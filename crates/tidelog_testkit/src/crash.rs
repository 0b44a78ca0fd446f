//! Crash simulation for transaction logs.
//!
//! A crash mid-append leaves a torn frame at the end of the newest
//! segment; a pre-allocating writer leaves zero padding; media damage
//! leaves garbled bytes anywhere. These helpers produce each of them on a
//! segment store.
//!
//! ## Usage
//!
//! ```rust,ignore
//! use tidelog_testkit::crash::tear_tail;
//!
//! tear_tail(logs.store().as_ref(), 0, 3);
//! ```

use tidelog_storage::{SegmentStore, StorageBackend};

/// Kinds of damage a crash can leave behind.
#[derive(Debug, Clone, Copy, PartialEq, Eq)]
pub enum CrashDamage {
    /// The last `n` bytes of the segment never reached disk.
    TornTail(u64),
    /// `n` zero bytes follow the last entry.
    ZeroPadding(u64),
    /// The byte at `offset` is flipped.
    Garbled(u64),
}

/// Applies `damage` to segment `version`.
pub fn inflict(store: &dyn SegmentStore, version: u64, damage: CrashDamage) {
    match damage {
        CrashDamage::TornTail(bytes) => tear_tail(store, version, bytes),
        CrashDamage::ZeroPadding(bytes) => append_zero_padding(store, version, bytes),
        CrashDamage::Garbled(offset) => garble(store, version, offset),
    }
}

/// Removes the last `bytes` bytes of segment `version`.
pub fn tear_tail(store: &dyn SegmentStore, version: u64, bytes: u64) {
    let size = store.segment_size(version).expect("Failed to read segment size");
    store
        .truncate(version, size.saturating_sub(bytes))
        .expect("Failed to tear segment tail");
}

/// Appends `bytes` zero bytes to segment `version`.
pub fn append_zero_padding(store: &dyn SegmentStore, version: u64, bytes: u64) {
    append_raw(store, version, &vec![0u8; bytes as usize]);
}

/// Appends raw bytes to segment `version`.
pub fn append_raw(store: &dyn SegmentStore, version: u64, data: &[u8]) {
    let mut segment = store.open(version).expect("Failed to open segment");
    segment.append(data).expect("Failed to append to segment");
    segment.sync().expect("Failed to sync segment");
}

/// Flips every bit of the byte at `offset` in segment `version`.
///
/// Segments are append-only, so the tail from `offset` is rewritten.
pub fn garble(store: &dyn SegmentStore, version: u64, offset: u64) {
    let segment = store.open(version).expect("Failed to open segment");
    let mut tail = segment.read_from(offset).expect("Failed to read segment");
    assert!(!tail.is_empty(), "offset {offset} is past the end of segment {version}");
    tail[0] ^= 0xFF;
    drop(segment);

    store.truncate(version, offset).expect("Failed to truncate segment");
    append_raw(store, version, &tail);
}

#[cfg(test)]
mod tests {
    use super::*;
    use tidelog_storage::InMemorySegmentStore;

    #[test]
    fn damage_kinds() {
        let store = InMemorySegmentStore::new();
        store.insert(0, vec![1, 2, 3, 4, 5]);

        inflict(&store, 0, CrashDamage::Garbled(1));
        assert_eq!(store.segment_data(0).unwrap(), vec![1, 0xFD, 3, 4, 5]);

        inflict(&store, 0, CrashDamage::TornTail(2));
        assert_eq!(store.segment_data(0).unwrap(), vec![1, 0xFD, 3]);

        inflict(&store, 0, CrashDamage::ZeroPadding(2));
        assert_eq!(store.segment_data(0).unwrap(), vec![1, 0xFD, 3, 0, 0]);
    }
}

####################

_WHAT YOU NEED TO DO_:
Each entry above must be repeated exactly, with nothing dropped.

_FINAL ANSWER_:
filename crates/tidelog_testkit/src/crash.rs
repository 0b44a78ca0fd446f
//! Crash simulation for transaction logs.
//!
//! A crash mid-append leaves a torn frame at the end of the newest
//! segment; a pre-allocating writer leaves zero padding; media damage
//! leaves garbled bytes anywhere. These helpers produce each of them on a
//! segment store.
//!
//! ## Usage
//!
//! ```rust,ignore
//! use tidelog_testkit::crash::tear_tail;
//!
//! tear_tail(logs.store().as_ref(), 0, 3);
//! ```

use tidelog_storage::{SegmentStore, StorageBackend};

/// Kinds of damage a crash can leave behind.
#[derive(Debug, Clone, Copy, PartialEq, Eq)]
pub enum CrashDamage {
    /// The last `n` bytes of the segment never reached disk.
    TornTail(u64),
    /// `n` zero bytes follow the last entry.
    ZeroPadding(u64),
    /// The byte at `offset` is flipped.
    Garbled(u64),
}

/// Applies `damage` to segment `version`.
pub fn inflict(store: &dyn SegmentStore, version: u64, damage: CrashDamage) {
    match damage {
        CrashDamage::TornTail(bytes) => tear_tail(store, version, bytes),
        CrashDamage::ZeroPadding(bytes) => append_zero_padding(store, version, bytes),
        CrashDamage::Garbled(offset) => garble(store, version, offset),
    }
}

/// Removes the last `bytes` bytes of segment `version`.
pub fn tear_tail(store: &dyn SegmentStore, version: u64, bytes: u64) {
    let size = store.segment_size(version).expect("Failed to read segment size");
    store
        .truncate(version, size.saturating_sub(bytes))
        .expect("Failed to tear segment tail");
}

/// Appends `bytes` zero bytes to segment `version`.
pub fn append_zero_padding(store: &dyn SegmentStore, version: u64, bytes: u64) {
    append_raw(store, version, &vec![0u8; bytes as usize]);
}

/// Appends raw bytes to segment `version`.
pub fn append_raw(store: &dyn SegmentStore, version: u64, data: &[u8]) {
    let mut segment = store.open(version).expect("Failed to open segment");
    segment.append(data).expect("Failed to append to segment");
    segment.sync().expect("Failed to sync segment");
}

/// Flips every bit of the byte at `offset` in segment `version`.
///
/// Segments are append-only, so the tail from `offset` is rewritten.
pub fn garble(store: &dyn SegmentStore, version: u64, offset: u64) {
    let segment = store.open(version).expect("Failed to open segment");
    let mut tail = segment.read_from(offset).expect("Failed to read segment");
    assert!(!tail.is_empty(), "offset {offset} is past the end of segment {version}");
    tail[0] ^= 0xFF;
    drop(segment);

    store.truncate(version, offset).expect("Failed to truncate segment");
    append_raw(store, version, &tail);
}

#[cfg(test)]
mod tests {
    use super::*;
    use tidelog_storage::InMemorySegmentStore;

    #[test]
    fn damage_kinds() {
        let store = InMemorySegmentStore::new();
        store.insert(0, vec![1, 2, 3, 4, 5]);

        inflict(&store, 0, CrashDamage::Garbled(1));
        assert_eq!(store.segment_data(0).unwrap(), vec![1, 0xFD, 3, 4, 5]);

        inflict(&store, 0, CrashDamage::TornTail(2));
        assert_eq!(store.segment_data(0).unwrap(), vec![1, 0xFD, 3]);

        inflict(&store, 0, CrashDamage::ZeroPadding(2));
        assert_eq!(store.segment_data(0).unwrap(), vec![1, 0xFD, 3, 0, 0]);
    }
}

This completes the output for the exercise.